Lets say I have the following set of equations:
$$\begin{matrix}-x_1&+&2x_2&+&5x_3&-&2x_4&=&0\\ -2x_1&+&4x_2&+&10x_3&-&2x_4&=&4\\ -x_1&+&2x_2&+&2x_3&-&2x_4&=&-3\\ 2x_1&-&4x_2&-&7x_3&+&5x_4&=&5\end{matrix}$$
the solution would be:
$$L = \{ (1 + 2λ, λ, 1, 2) ~|~ λ \in\mathbb R\}$$
this can be decomposed into:
$$L = \{(1, 0, 1, 2) + λ (2,1,0,0)~\vert~\lambda\in\mathbb R\}$$
whereas the first vector is an independent solution vector for $λ = 0$ and the second vector is representing the homogenous solution.
But why exactly is $λ (2,1,0,0)$ representing a homogenous solution? What exactly does this part of the solution represent?
As a consequence of Rank–nullity theorem, for a linear system $Ax=b$ with $m$ equations in $n$ unknowns the solutions for the homogeneous system $Ax_H=0$ belong to a subspace with dimension $n-r$ with $r=\operatorname{rank} (A)$.
When a particular solution $x_P$ for the system exists, that is when $b\in \operatorname{Col}(A)$), such that $Ax_P=b$ we also have that
$$A(x_P+x_H)=Ax_P+Ax_H=b+0=b$$
therefore all the solutions for the system can be expressed in the form
$$x=x_P+x_H$$
beeing $x_P$ one particular solution for the system $Ax=b$ and $x_H$ one solution for the homogeneous system $Ax=0$.

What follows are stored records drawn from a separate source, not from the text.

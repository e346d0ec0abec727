//! Turn scheduling, timeout handling and recovery for one game table
//!
//! The coordinator runs as a single sequential task and is the only owner of
//! the active [`GameSession`], the [`TurnState`] and the [`Analytics`], so
//! none of them need locking. Exactly one read is pending at a time during
//! normal play, which is what keeps feedback broadcasts in acceptance order.
//!
//! ## States
//!
//! - `AwaitingPlayers`: constructed, nothing announced yet.
//! - `Playing`: the player at `TurnState::current` is asked for a guess.
//! - `Recovery`: every player timed out in a row; the first player to send
//!   anything gets to play, regardless of turn order.
//! - `Disconnected`: terminal. Any non-timeout read failure ends the run.
//!
//! A disconnect is never isolated to one player: the whole run stops and the
//! caller decides what to do with the remaining connections.

use crate::analytics::Analytics;
use crate::code::Code;
use crate::config::GameConfig;
use crate::error::{ConfigError, GameError, ReadError, ValidationError};
use crate::feedback::{self, Feedback};
use crate::messenger::Messenger;
use crate::secret;
use crate::validation::parse_guess;
use log::{debug, info, warn};
use rand::Rng;
use shared::{Message, MessageKind};
use std::time::Duration;

/// Where the table is in its lifecycle
#[derive(Debug, Clone, Copy, PartialEq, Eq)]
pub enum Phase {
    AwaitingPlayers,
    Playing,
    Recovery,
    Disconnected,
}

/// Whose turn it is and how many turns in a row have timed out
#[derive(Debug, Clone, Copy, PartialEq, Eq)]
pub struct TurnState {
    current: usize,
    consecutive_timeouts: usize,
}

impl TurnState {
    /// Starts a fresh chain with `current` holding the turn.
    pub fn new(current: usize) -> Self {
        Self {
            current,
            consecutive_timeouts: 0,
        }
    }

    /// Turn index (not player id) of the player being asked for a guess.
    pub fn current(&self) -> usize {
        self.current
    }

    /// Timeouts since the last accepted guess.
    ///
    /// Only a timeout increments this and only an accepted guess clears it;
    /// rejected input leaves it alone.
    pub fn consecutive_timeouts(&self) -> usize {
        self.consecutive_timeouts
    }

    /// Whether the timeout chain covers every player.
    pub fn needs_recovery(&self, player_count: usize) -> bool {
        self.consecutive_timeouts == player_count
    }

    fn pass_to(&mut self, index: usize, player_count: usize) {
        self.current = index % player_count;
    }

    fn record_timeout(&mut self) -> usize {
        self.consecutive_timeouts += 1;
        self.consecutive_timeouts
    }

    fn reset_timeouts(&mut self) {
        self.consecutive_timeouts = 0;
    }
}

/// One round, from secret generation to a win
#[derive(Debug, Clone, PartialEq, Eq)]
pub struct GameSession {
    secret: Code,
    guess_count: u32,
}

impl GameSession {
    fn new(secret: Code) -> Self {
        Self {
            secret,
            guess_count: 0,
        }
    }

    /// The code players are trying to break.
    pub fn secret(&self) -> &Code {
        &self.secret
    }

    /// Accepted guesses this round, counting every player.
    pub fn guess_count(&self) -> u32 {
        self.guess_count
    }
}

/// What a single call to [`Coordinator::play_turn`] did.
#[derive(Debug, Clone, PartialEq, Eq)]
pub enum TurnOutcome {
    /// Input failed validation; the turn stays with `player`.
    Rejected {
        player: u32,
        error: ValidationError,
    },
    Scored {
        player: u32,
        feedback: Feedback,
    },
    Won {
        player: u32,
        secret: u32,
        guesses: u32,
    },
    TimedOut {
        player: u32,
        consecutive: usize,
    },
}

/// Drives one table over a [`Messenger`], drawing secrets and hints from `R`
pub struct Coordinator<M, R> {
    config: GameConfig,
    messenger: M,
    rng: R,
    players: Vec<u32>,
    phase: Phase,
    turn: TurnState,
    session: GameSession,
    analytics: Analytics,
}

impl<M: Messenger, R: Rng> Coordinator<M, R> {
    /// Builds a coordinator for the players already attached to `messenger`.
    ///
    /// The first secret is generated here, so configuration problems surface
    /// before any player is notified. The opening turn is drawn from `rng`.
    pub fn new(config: GameConfig, messenger: M, mut rng: R) -> Result<Self, GameError> {
        let players = messenger.player_ids();
        if players.len() != config.player_count() {
            return Err(ConfigError::PlayerCountMismatch {
                expected: config.player_count(),
                connected: players.len(),
            }
            .into());
        }

        let code = secret::generate(config.digit_width(), config.difficulty(), &mut rng)?;
        debug!("New secret: {}", code);
        let first = rng.gen_range(0..players.len());

        Ok(Self {
            config,
            messenger,
            rng,
            players,
            phase: Phase::AwaitingPlayers,
            turn: TurnState::new(first),
            session: GameSession::new(code),
            analytics: Analytics::new(),
        })
    }

    /// Overrides the randomly drawn opening turn.
    pub fn with_first_turn(mut self, index: usize) -> Self {
        self.turn.pass_to(index, self.players.len());
        self
    }

    pub fn phase(&self) -> Phase {
        self.phase
    }

    /// Snapshot of the turn pointer and timeout chain.
    pub fn turn_state(&self) -> TurnState {
        self.turn
    }

    /// The round in progress. Replaced wholesale after every win.
    pub fn session(&self) -> &GameSession {
        &self.session
    }

    /// Statistics across every round this coordinator has played.
    pub fn analytics(&self) -> &Analytics {
        &self.analytics
    }

    /// Player ids in turn order, as reported by the messenger at construction.
    pub fn players(&self) -> &[u32] {
        &self.players
    }

    pub fn messenger(&self) -> &M {
        &self.messenger
    }

    /// Mutable access to the messenger, mainly for feeding scripted input.
    pub fn messenger_mut(&mut self) -> &mut M {
        &mut self.messenger
    }

    /// Plays turns until a player disconnects.
    pub async fn run(&mut self) -> Result<(), GameError> {
        loop {
            self.play_turn().await?;
        }
    }

    /// Advances the state machine by one read.
    pub async fn play_turn(&mut self) -> Result<TurnOutcome, GameError> {
        match self.phase {
            Phase::Disconnected => Err(GameError::Stopped),
            Phase::AwaitingPlayers => {
                self.announce_start().await;
                self.normal_turn().await
            }
            Phase::Playing => self.normal_turn().await,
            Phase::Recovery => self.recover().await,
        }
    }

    async fn announce_start(&mut self) {
        info!(
            "Game starting: {} players, {} digits, {} difficulty",
            self.players.len(),
            self.config.digit_width(),
            self.config.difficulty()
        );
        self.broadcast(
            MessageKind::Info,
            "All players connected. Game starting now!\n".to_string(),
        )
        .await;
        self.broadcast(MessageKind::NewGame, "New game started!\n".to_string())
            .await;
        self.phase = Phase::Playing;
    }

    async fn normal_turn(&mut self) -> Result<TurnOutcome, GameError> {
        let index = self.turn.current();
        let player = self.players[index];
        self.notify_turns(player).await;

        let deadline = self.config.turn_deadline();
        let read = self.messenger.read_line(player, deadline).await;

        match read {
            Ok(line) => match parse_guess(&line, self.config.digit_width()) {
                Ok(guess) => self.accept_guess(index, guess).await,
                Err(error) => {
                    self.reject(player, error.clone()).await;
                    Ok(TurnOutcome::Rejected { player, error })
                }
            },
            Err(ReadError::Timeout) => self.handle_timeout(index).await,
            Err(ReadError::Disconnected(reason)) => Err(self.disconnect(player, reason).await),
        }
    }

    async fn notify_turns(&mut self, current: u32) {
        for player in self.players.clone() {
            let message = if player == current {
                Message::new(MessageKind::Turn, "Your turn!\n")
            } else {
                Message::new(
                    MessageKind::Wait,
                    format!("Waiting for Player {}...\n", current),
                )
            };
            self.messenger.send(player, message).await;
        }
    }

    async fn handle_timeout(&mut self, index: usize) -> Result<TurnOutcome, GameError> {
        let player = self.players[index];
        let consecutive = self.turn.record_timeout();
        warn!("Player {} timed out ({} in a row)", player, consecutive);

        self.broadcast(
            MessageKind::Timeout,
            format!("Player {} ran out of time and forfeited the turn!\n", player),
        )
        .await;

        let drained = self
            .messenger
            .drain(player, self.config.drain_window())
            .await;
        if drained > 0 {
            debug!("Drained {} late line(s) from player {}", drained, player);
        }

        if self.turn.needs_recovery(self.players.len()) {
            self.phase = Phase::Recovery;
        } else {
            self.turn.pass_to(index + 1, self.players.len());
        }

        Ok(TurnOutcome::TimedOut {
            player,
            consecutive,
        })
    }

    async fn recover(&mut self) -> Result<TurnOutcome, GameError> {
        info!("All players timed out, entering recovery");
        self.broadcast(
            MessageKind::Recovery,
            "All players timed out. Waiting for ANY player to resume...\n".to_string(),
        )
        .await;

        // The notice goes out once; a bounded wait that lapses just waits again.
        let (player, line) = loop {
            match self.messenger.read_any().await {
                (player, Ok(line)) => break (player, line),
                (_, Err(ReadError::Timeout)) => continue,
                (player, Err(ReadError::Disconnected(reason))) => {
                    return Err(self.disconnect(player, reason).await)
                }
            }
        };

        let Some(index) = self.players.iter().position(|id| *id == player) else {
            return Err(self
                .disconnect(player, "input from an unknown player".to_string())
                .await);
        };

        info!("Player {} resumed the game", player);
        self.phase = Phase::Playing;
        self.turn.reset_timeouts();

        match parse_guess(&line, self.config.digit_width()) {
            Ok(guess) => self.accept_guess(index, guess).await,
            Err(error) => {
                self.reject(player, error.clone()).await;
                self.turn.pass_to(index, self.players.len());
                Ok(TurnOutcome::Rejected { player, error })
            }
        }
    }

    async fn reject(&mut self, player: u32, error: ValidationError) {
        warn!("Rejected input from player {}: {}", player, error);
        self.messenger
            .send(
                player,
                Message::new(MessageKind::Info, format!("Invalid input: {}\n", error)),
            )
            .await;
    }

    async fn accept_guess(&mut self, index: usize, guess: Code) -> Result<TurnOutcome, GameError> {
        let player = self.players[index];
        self.turn.reset_timeouts();
        self.session.guess_count += 1;

        let feedback = feedback::score(&self.session.secret, &guess, &mut self.rng);

        if feedback.is_win(self.config.digit_width()) {
            let secret = self.session.secret.value();
            let guesses = self.session.guess_count;
            self.finish_session(player).await?;
            self.turn.pass_to(index + 1, self.players.len());
            return Ok(TurnOutcome::Won {
                player,
                secret,
                guesses,
            });
        }

        let text = format!(
            "{}player: {}\nNumber guessed: {}\nCorrectly placed: {}\nWrongly placed: {}\nHint: {}\n",
            timestamp_prefix(),
            player,
            guess,
            feedback.correct_place,
            feedback.wrong_place,
            feedback.hint
        );
        self.broadcast(MessageKind::Result, text).await;
        self.turn.pass_to(index + 1, self.players.len());

        Ok(TurnOutcome::Scored { player, feedback })
    }

    /// Win sequence: record, announce, settle, then deal a new secret.
    async fn finish_session(&mut self, winner: u32) -> Result<(), GameError> {
        let value = self.session.secret.value();
        self.analytics
            .record_win(winner, &self.players, value, self.session.guess_count);
        info!(
            "Player {} won in {} guess(es)\n{}",
            winner, self.session.guess_count, self.analytics
        );

        self.broadcast(
            MessageKind::Win,
            format!(
                "{}Player {} won! Secret was {}\n",
                timestamp_prefix(),
                winner,
                self.session.secret
            ),
        )
        .await;
        self.broadcast(
            MessageKind::NewGame,
            format!(
                "New game starting in {} seconds...\n",
                settle_seconds(self.config.settle_delay())
            ),
        )
        .await;

        tokio::time::sleep(self.config.settle_delay()).await;

        let code = secret::generate(
            self.config.digit_width(),
            self.config.difficulty(),
            &mut self.rng,
        )?;
        debug!("New secret: {}", code);
        self.session = GameSession::new(code);

        self.broadcast(MessageKind::NewGame, "New game started!\n".to_string())
            .await;
        Ok(())
    }

    async fn disconnect(&mut self, player: u32, reason: String) -> GameError {
        warn!("Player {} disconnected: {}", player, reason);
        self.phase = Phase::Disconnected;
        self.broadcast(
            MessageKind::Info,
            format!("Player {} disconnected. Game over.\n", player),
        )
        .await;
        GameError::Disconnected { player, reason }
    }

    async fn broadcast(&mut self, kind: MessageKind, text: String) {
        self.messenger.broadcast(Message::new(kind, text)).await;
    }
}

/// Whole seconds print bare ("3"), anything else with one decimal ("0.5").
fn settle_seconds(delay: Duration) -> String {
    if delay.subsec_millis() == 0 {
        delay.as_secs().to_string()
    } else {
        format!("{:.1}", delay.as_secs_f64())
    }
}

fn timestamp_prefix() -> String {
    format!("TIME: {} - ", chrono::Local::now().format("%H:%M:%S"))
}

Since $x_H$ belong to a subspace, it is usually represented as a linear combination of a basis for that subspace.
In this case, that subspace is a line, that is a subspace with dimension $n-r=5-4=1$, and we can also use any other vector of that subspace to represent the infinitely many solutions, as for example
$$\lambda(4,2,0,0)$$
or any other multiple vector $\neq 0$.